What the task asks: Take the entries below and print, exactly, the stretch from the line containing "The model covers" through the line containing "pub fn from_file_descriptor_set(bytes: &[u8])", both included.

Supplied information:

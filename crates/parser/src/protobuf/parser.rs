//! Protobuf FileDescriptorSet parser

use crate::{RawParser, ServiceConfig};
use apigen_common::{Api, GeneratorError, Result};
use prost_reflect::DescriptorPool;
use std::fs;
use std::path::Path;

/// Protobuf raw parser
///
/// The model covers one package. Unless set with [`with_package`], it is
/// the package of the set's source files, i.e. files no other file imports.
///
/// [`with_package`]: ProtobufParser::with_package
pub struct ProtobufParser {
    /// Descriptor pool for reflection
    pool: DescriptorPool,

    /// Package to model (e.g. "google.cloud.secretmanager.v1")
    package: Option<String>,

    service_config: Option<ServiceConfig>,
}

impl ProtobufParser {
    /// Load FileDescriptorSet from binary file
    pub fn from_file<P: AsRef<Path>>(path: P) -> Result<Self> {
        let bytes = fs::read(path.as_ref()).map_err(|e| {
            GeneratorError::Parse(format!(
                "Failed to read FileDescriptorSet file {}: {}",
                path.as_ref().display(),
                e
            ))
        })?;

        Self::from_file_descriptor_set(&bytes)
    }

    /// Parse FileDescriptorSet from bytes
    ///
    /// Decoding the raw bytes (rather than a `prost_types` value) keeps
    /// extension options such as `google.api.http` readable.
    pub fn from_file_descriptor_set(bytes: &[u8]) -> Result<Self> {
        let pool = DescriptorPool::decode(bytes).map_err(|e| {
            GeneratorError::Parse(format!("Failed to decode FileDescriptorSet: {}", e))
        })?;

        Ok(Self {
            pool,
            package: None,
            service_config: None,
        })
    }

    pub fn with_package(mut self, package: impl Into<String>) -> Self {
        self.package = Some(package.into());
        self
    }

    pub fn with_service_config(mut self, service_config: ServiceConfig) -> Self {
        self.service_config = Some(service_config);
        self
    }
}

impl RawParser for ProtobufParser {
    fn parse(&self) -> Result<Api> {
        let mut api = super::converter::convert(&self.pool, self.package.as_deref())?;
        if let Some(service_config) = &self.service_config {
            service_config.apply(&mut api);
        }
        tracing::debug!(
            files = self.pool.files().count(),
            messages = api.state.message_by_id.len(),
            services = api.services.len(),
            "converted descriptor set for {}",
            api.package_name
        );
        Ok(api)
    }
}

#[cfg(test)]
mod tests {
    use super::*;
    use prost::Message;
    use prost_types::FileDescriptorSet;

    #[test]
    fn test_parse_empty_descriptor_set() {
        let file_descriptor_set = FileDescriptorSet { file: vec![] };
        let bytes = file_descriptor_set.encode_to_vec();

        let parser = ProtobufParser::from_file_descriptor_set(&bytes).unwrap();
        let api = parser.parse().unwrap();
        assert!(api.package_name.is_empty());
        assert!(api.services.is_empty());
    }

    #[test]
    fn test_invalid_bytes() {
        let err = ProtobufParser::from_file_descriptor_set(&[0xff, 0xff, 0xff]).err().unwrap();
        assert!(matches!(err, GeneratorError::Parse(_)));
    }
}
---
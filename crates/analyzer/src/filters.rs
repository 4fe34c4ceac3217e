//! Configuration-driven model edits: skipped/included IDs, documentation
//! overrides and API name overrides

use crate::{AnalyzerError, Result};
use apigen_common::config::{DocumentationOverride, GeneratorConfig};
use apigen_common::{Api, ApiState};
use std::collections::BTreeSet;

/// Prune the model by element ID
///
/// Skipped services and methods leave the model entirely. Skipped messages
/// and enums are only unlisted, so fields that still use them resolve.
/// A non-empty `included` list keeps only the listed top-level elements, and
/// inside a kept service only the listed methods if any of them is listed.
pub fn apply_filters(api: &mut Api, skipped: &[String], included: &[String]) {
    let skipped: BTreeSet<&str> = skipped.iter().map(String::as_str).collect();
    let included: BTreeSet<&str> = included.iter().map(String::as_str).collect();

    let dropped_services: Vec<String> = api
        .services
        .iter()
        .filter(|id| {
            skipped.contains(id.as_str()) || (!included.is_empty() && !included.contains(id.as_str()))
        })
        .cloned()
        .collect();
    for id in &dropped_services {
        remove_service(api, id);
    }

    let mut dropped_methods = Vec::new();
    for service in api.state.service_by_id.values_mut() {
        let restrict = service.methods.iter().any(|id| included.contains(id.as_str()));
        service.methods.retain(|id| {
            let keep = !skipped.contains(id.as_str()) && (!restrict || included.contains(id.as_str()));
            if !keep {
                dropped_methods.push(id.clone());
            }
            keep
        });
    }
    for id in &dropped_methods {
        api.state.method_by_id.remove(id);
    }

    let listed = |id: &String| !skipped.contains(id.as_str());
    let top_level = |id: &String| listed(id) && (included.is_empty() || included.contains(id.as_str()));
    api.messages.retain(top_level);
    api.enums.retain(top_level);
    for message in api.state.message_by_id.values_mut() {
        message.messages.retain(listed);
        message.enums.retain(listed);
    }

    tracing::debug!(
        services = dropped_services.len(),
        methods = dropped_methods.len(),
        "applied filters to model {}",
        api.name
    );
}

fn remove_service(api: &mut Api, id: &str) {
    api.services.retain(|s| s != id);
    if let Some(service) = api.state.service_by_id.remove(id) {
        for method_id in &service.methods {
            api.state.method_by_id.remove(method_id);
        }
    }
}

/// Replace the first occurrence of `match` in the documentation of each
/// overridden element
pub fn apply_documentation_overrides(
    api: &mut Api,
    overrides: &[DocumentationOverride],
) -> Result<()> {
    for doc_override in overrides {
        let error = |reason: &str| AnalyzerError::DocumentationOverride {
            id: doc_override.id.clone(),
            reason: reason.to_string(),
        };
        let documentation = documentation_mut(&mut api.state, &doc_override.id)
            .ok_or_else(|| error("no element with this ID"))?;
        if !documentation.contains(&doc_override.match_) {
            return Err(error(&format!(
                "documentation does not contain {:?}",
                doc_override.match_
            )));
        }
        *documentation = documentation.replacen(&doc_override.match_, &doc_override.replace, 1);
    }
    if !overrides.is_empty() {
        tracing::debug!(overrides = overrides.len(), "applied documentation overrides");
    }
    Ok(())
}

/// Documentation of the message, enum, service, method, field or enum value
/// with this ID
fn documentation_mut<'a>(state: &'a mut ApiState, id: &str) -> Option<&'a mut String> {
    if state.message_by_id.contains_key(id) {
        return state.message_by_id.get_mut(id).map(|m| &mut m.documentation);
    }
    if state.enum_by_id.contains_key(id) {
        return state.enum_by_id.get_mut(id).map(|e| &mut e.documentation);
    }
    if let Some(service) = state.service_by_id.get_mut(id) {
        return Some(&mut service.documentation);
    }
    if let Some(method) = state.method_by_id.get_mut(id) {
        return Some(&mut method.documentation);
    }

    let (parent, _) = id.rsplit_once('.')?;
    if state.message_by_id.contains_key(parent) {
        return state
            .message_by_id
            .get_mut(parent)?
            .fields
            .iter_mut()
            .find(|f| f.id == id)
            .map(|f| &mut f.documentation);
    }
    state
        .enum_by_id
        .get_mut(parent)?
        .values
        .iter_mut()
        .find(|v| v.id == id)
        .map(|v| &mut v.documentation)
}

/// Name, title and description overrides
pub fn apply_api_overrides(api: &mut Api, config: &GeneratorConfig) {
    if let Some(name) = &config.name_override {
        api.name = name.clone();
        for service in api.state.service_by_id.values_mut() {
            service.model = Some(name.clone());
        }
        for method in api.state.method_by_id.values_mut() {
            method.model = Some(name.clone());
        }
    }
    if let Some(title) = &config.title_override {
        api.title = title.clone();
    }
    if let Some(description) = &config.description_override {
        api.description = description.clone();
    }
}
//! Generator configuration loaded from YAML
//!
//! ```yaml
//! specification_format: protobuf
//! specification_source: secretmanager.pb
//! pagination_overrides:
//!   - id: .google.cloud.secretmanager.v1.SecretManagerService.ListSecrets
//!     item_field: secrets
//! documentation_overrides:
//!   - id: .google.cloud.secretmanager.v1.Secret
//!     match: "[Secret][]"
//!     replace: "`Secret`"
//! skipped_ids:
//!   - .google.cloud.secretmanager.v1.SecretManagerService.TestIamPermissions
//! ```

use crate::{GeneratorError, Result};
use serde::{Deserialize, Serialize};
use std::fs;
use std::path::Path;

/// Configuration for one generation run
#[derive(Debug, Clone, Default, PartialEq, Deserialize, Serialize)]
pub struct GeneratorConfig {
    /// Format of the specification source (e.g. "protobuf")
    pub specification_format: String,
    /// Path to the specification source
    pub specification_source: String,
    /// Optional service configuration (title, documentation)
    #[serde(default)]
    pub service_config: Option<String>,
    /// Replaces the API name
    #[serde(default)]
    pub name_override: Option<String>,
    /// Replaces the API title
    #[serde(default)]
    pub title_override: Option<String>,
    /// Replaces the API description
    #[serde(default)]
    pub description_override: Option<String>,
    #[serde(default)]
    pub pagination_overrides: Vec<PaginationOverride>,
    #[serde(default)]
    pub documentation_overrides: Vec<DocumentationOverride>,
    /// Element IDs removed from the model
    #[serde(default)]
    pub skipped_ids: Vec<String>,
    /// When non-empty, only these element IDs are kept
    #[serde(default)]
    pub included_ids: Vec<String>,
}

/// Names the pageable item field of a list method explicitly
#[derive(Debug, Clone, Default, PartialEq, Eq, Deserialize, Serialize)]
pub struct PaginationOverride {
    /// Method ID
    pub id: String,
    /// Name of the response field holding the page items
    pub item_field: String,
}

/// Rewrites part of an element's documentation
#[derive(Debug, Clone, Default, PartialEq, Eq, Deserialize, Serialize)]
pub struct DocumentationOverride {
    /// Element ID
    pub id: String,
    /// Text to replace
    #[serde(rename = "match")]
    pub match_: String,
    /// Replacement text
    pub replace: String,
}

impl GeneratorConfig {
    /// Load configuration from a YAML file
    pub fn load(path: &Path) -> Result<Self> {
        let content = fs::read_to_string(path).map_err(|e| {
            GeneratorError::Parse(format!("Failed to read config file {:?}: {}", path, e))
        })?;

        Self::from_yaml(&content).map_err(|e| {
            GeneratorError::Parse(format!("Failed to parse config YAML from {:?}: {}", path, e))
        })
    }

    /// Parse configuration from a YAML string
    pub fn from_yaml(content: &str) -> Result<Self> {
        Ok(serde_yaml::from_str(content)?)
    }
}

Expected answer:
/// The model covers one package. Unless set with [`with_package`], it is
/// the package of the set's source files, i.e. files no other file imports.
///
/// [`with_package`]: ProtobufParser::with_package
pub struct ProtobufParser {
    /// Descriptor pool for reflection
    pool: DescriptorPool,

    /// Package to model (e.g. "google.cloud.secretmanager.v1")
    package: Option<String>,

    service_config: Option<ServiceConfig>,
}

impl ProtobufParser {
    /// Load FileDescriptorSet from binary file
    pub fn from_file<P: AsRef<Path>>(path: P) -> Result<Self> {
        let bytes = fs::read(path.as_ref()).map_err(|e| {
            GeneratorError::Parse(format!(
                "Failed to read FileDescriptorSet file {}: {}",
                path.as_ref().display(),
                e
            ))
        })?;

        Self::from_file_descriptor_set(&bytes)
    }

    /// Parse FileDescriptorSet from bytes
    ///
    /// Decoding the raw bytes (rather than a `prost_types` value) keeps
    /// extension options such as `google.api.http` readable.
    pub fn from_file_descriptor_set(bytes: &[u8]) -> Result<Self> {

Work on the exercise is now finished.